Transcribe the records that follow, preserving every word.

++++++

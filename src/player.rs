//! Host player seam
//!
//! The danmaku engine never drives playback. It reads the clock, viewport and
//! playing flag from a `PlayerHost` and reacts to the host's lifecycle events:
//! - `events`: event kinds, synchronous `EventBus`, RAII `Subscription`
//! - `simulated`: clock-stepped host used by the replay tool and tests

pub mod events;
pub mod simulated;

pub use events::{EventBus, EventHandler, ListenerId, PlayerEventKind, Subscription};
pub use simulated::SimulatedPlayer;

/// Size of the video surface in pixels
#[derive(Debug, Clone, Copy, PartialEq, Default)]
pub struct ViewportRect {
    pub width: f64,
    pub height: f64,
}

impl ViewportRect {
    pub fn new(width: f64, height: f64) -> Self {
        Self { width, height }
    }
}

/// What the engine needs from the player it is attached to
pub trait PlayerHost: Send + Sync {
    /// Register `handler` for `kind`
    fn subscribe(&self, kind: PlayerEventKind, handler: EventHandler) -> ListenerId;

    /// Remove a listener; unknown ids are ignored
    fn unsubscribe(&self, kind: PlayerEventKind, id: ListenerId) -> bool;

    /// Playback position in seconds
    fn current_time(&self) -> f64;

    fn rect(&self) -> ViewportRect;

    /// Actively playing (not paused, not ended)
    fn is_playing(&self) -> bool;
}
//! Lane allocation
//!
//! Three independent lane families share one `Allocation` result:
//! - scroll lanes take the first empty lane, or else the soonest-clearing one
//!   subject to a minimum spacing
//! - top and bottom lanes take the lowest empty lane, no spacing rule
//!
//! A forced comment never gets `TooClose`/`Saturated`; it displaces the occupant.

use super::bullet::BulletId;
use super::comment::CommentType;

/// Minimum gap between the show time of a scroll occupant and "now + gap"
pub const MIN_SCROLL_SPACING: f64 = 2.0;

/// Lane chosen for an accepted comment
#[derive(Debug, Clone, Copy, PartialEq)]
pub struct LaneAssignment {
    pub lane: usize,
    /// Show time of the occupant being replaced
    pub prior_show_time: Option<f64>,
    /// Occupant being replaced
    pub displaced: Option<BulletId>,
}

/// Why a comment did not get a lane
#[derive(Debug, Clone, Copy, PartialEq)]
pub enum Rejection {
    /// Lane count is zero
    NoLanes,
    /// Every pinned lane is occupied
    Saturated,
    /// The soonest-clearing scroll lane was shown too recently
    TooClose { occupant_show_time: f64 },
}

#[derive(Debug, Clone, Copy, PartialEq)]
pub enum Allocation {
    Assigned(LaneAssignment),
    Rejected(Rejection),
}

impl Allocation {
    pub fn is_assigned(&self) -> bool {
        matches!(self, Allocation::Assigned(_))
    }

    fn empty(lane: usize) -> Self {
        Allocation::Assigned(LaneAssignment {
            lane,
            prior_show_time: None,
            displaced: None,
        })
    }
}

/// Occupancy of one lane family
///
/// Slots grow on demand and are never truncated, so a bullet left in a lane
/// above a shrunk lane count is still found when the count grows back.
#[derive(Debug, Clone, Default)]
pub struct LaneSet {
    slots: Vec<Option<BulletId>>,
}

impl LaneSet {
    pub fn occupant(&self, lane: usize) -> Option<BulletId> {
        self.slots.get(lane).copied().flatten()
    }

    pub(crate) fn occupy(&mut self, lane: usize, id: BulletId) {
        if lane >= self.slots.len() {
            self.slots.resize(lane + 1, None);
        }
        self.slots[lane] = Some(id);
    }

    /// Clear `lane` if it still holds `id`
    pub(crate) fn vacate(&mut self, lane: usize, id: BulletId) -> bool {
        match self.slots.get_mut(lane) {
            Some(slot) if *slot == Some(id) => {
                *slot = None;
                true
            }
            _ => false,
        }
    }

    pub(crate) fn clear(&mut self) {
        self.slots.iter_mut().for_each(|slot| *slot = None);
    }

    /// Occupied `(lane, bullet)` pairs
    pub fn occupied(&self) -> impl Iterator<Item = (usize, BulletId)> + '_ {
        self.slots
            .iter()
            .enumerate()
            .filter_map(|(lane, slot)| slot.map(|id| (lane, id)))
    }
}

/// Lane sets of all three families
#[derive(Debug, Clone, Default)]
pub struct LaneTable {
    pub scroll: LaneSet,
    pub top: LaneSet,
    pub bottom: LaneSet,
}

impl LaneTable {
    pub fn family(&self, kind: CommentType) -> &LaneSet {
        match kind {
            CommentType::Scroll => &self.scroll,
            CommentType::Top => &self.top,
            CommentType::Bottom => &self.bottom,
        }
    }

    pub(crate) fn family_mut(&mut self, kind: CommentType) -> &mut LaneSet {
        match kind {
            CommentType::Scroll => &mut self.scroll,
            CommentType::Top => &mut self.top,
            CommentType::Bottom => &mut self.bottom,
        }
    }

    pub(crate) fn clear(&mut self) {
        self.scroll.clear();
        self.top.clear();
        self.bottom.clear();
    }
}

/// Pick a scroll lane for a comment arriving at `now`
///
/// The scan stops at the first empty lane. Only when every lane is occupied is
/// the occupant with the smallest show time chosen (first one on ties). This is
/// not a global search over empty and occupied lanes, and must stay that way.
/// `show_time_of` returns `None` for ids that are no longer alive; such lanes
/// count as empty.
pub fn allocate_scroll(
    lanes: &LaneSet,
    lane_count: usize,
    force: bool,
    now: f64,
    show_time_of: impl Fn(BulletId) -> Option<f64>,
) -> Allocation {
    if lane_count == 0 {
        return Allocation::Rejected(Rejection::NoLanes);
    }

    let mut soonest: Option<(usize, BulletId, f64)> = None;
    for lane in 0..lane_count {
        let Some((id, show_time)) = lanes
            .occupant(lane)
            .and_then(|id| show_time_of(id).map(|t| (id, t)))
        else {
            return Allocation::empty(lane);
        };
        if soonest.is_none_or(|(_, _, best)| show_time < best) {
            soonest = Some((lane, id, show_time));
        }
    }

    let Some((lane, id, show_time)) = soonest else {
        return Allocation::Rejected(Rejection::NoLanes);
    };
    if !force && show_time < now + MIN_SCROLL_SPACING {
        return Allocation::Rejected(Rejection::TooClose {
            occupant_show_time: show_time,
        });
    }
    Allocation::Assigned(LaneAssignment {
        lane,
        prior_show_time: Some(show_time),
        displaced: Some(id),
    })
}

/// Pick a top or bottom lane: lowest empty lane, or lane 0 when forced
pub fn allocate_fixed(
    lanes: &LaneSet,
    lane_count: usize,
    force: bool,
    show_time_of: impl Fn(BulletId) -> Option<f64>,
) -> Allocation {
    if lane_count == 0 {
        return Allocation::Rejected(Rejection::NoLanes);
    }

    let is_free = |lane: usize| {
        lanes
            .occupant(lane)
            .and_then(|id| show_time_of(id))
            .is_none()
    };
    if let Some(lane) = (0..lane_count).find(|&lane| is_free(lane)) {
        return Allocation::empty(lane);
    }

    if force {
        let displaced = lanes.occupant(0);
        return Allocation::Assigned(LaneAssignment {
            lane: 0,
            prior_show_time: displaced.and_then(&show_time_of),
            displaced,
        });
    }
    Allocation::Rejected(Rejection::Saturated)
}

++++++

## Reply
filename src/player.rs
//! Host player seam
//!
//! The danmaku engine never drives playback. It reads the clock, viewport and
//! playing flag from a `PlayerHost` and reacts to the host's lifecycle events:
//! - `events`: event kinds, synchronous `EventBus`, RAII `Subscription`
//! - `simulated`: clock-stepped host used by the replay tool and tests

pub mod events;
pub mod simulated;

pub use events::{EventBus, EventHandler, ListenerId, PlayerEventKind, Subscription};
pub use simulated::SimulatedPlayer;

/// Size of the video surface in pixels
#[derive(Debug, Clone, Copy, PartialEq, Default)]
pub struct ViewportRect {
    pub width: f64,
    pub height: f64,
}

impl ViewportRect {
    pub fn new(width: f64, height: f64) -> Self {
        Self { width, height }
    }
}

/// What the engine needs from the player it is attached to
pub trait PlayerHost: Send + Sync {
    /// Register `handler` for `kind`
    fn subscribe(&self, kind: PlayerEventKind, handler: EventHandler) -> ListenerId;

    /// Remove a listener; unknown ids are ignored
    fn unsubscribe(&self, kind: PlayerEventKind, id: ListenerId) -> bool;

    /// Playback position in seconds
    fn current_time(&self) -> f64;

    fn rect(&self) -> ViewportRect;

    /// Actively playing (not paused, not ended)
    fn is_playing(&self) -> bool;
}
//! Lane allocation
//!
//! Three independent lane families share one `Allocation` result:
//! - scroll lanes take the first empty lane, or else the soonest-clearing one
//!   subject to a minimum spacing
//! - top and bottom lanes take the lowest empty lane, no spacing rule
//!
//! A forced comment never gets `TooClose`/`Saturated`; it displaces the occupant.

use super::bullet::BulletId;
use super::comment::CommentType;

/// Minimum gap between the show time of a scroll occupant and "now + gap"
pub const MIN_SCROLL_SPACING: f64 = 2.0;

/// Lane chosen for an accepted comment
#[derive(Debug, Clone, Copy, PartialEq)]
pub struct LaneAssignment {
    pub lane: usize,
    /// Show time of the occupant being replaced
    pub prior_show_time: Option<f64>,
    /// Occupant being replaced
    pub displaced: Option<BulletId>,
}

/// Why a comment did not get a lane
#[derive(Debug, Clone, Copy, PartialEq)]
pub enum Rejection {
    /// Lane count is zero
    NoLanes,
    /// Every pinned lane is occupied
    Saturated,
    /// The soonest-clearing scroll lane was shown too recently
    TooClose { occupant_show_time: f64 },
}

#[derive(Debug, Clone, Copy, PartialEq)]
pub enum Allocation {
    Assigned(LaneAssignment),
    Rejected(Rejection),
}

impl Allocation {
    pub fn is_assigned(&self) -> bool {
        matches!(self, Allocation::Assigned(_))
    }

    fn empty(lane: usize) -> Self {
        Allocation::Assigned(LaneAssignment {
            lane,
            prior_show_time: None,
            displaced: None,
        })
    }
}

/// Occupancy of one lane family
///
/// Slots grow on demand and are never truncated, so a bullet left in a lane
/// above a shrunk lane count is still found when the count grows back.
#[derive(Debug, Clone, Default)]
pub struct LaneSet {
    slots: Vec<Option<BulletId>>,
}

impl LaneSet {
    pub fn occupant(&self, lane: usize) -> Option<BulletId> {
        self.slots.get(lane).copied().flatten()
    }

    pub(crate) fn occupy(&mut self, lane: usize, id: BulletId) {
        if lane >= self.slots.len() {
            self.slots.resize(lane + 1, None);
        }
        self.slots[lane] = Some(id);
    }

    /// Clear `lane` if it still holds `id`
    pub(crate) fn vacate(&mut self, lane: usize, id: BulletId) -> bool {
        match self.slots.get_mut(lane) {
            Some(slot) if *slot == Some(id) => {
                *slot = None;
                true
            }
            _ => false,
        }
    }

    pub(crate) fn clear(&mut self) {
        self.slots.iter_mut().for_each(|slot| *slot = None);
    }

    /// Occupied `(lane, bullet)` pairs
    pub fn occupied(&self) -> impl Iterator<Item = (usize, BulletId)> + '_ {
        self.slots
            .iter()
            .enumerate()
            .filter_map(|(lane, slot)| slot.map(|id| (lane, id)))
    }
}

/// Lane sets of all three families
#[derive(Debug, Clone, Default)]
pub struct LaneTable {
    pub scroll: LaneSet,
    pub top: LaneSet,
    pub bottom: LaneSet,
}

impl LaneTable {
    pub fn family(&self, kind: CommentType) -> &LaneSet {
        match kind {
            CommentType::Scroll => &self.scroll,
            CommentType::Top => &self.top,
            CommentType::Bottom => &self.bottom,
        }
    }

    pub(crate) fn family_mut(&mut self, kind: CommentType) -> &mut LaneSet {
        match kind {
            CommentType::Scroll => &mut self.scroll,
            CommentType::Top => &mut self.top,
            CommentType::Bottom => &mut self.bottom,
        }
    }

    pub(crate) fn clear(&mut self) {
        self.scroll.clear();
        self.top.clear();
        self.bottom.clear();
    }
}

/// Pick a scroll lane for a comment arriving at `now`
///
/// The scan stops at the first empty lane. Only when every lane is occupied is
/// the occupant with the smallest show time chosen (first one on ties). This is
/// not a global search over empty and occupied lanes, and must stay that way.
/// `show_time_of` returns `None` for ids that are no longer alive; such lanes
/// count as empty.
pub fn allocate_scroll(
    lanes: &LaneSet,
    lane_count: usize,
    force: bool,
    now: f64,
    show_time_of: impl Fn(BulletId) -> Option<f64>,
) -> Allocation {
    if lane_count == 0 {
        return Allocation::Rejected(Rejection::NoLanes);
    }

    let mut soonest: Option<(usize, BulletId, f64)> = None;
    for lane in 0..lane_count {
        let Some((id, show_time)) = lanes
            .occupant(lane)
            .and_then(|id| show_time_of(id).map(|t| (id, t)))
        else {
            return Allocation::empty(lane);
        };
        if soonest.is_none_or(|(_, _, best)| show_time < best) {
            soonest = Some((lane, id, show_time));
        }
    }

    let Some((lane, id, show_time)) = soonest else {
        return Allocation::Rejected(Rejection::NoLanes);
    };
    if !force && show_time < now + MIN_SCROLL_SPACING {
        return Allocation::Rejected(Rejection::TooClose {
            occupant_show_time: show_time,
        });
    }
    Allocation::Assigned(LaneAssignment {
        lane,
        prior_show_time: Some(show_time),
        displaced: Some(id),
    })
}

/// Pick a top or bottom lane: lowest empty lane, or lane 0 when forced
pub fn allocate_fixed(
    lanes: &LaneSet,
    lane_count: usize,
    force: bool,
    show_time_of: impl Fn(BulletId) -> Option<f64>,
) -> Allocation {
    if lane_count == 0 {
        return Allocation::Rejected(Rejection::NoLanes);
    }

    let is_free = |lane: usize| {
        lanes
            .occupant(lane)
            .and_then(|id| show_time_of(id))
            .is_none()
    };
    if let Some(lane) = (0..lane_count).find(|&lane| is_free(lane)) {
        return Allocation::empty(lane);
    }

    if force {
        let displaced = lanes.occupant(0);
        return Allocation::Assigned(LaneAssignment {
            lane: 0,
            prior_show_time: displaced.and_then(&show_time_of),
            displaced,
        });
    }
    Allocation::Rejected(Rejection::Saturated)
}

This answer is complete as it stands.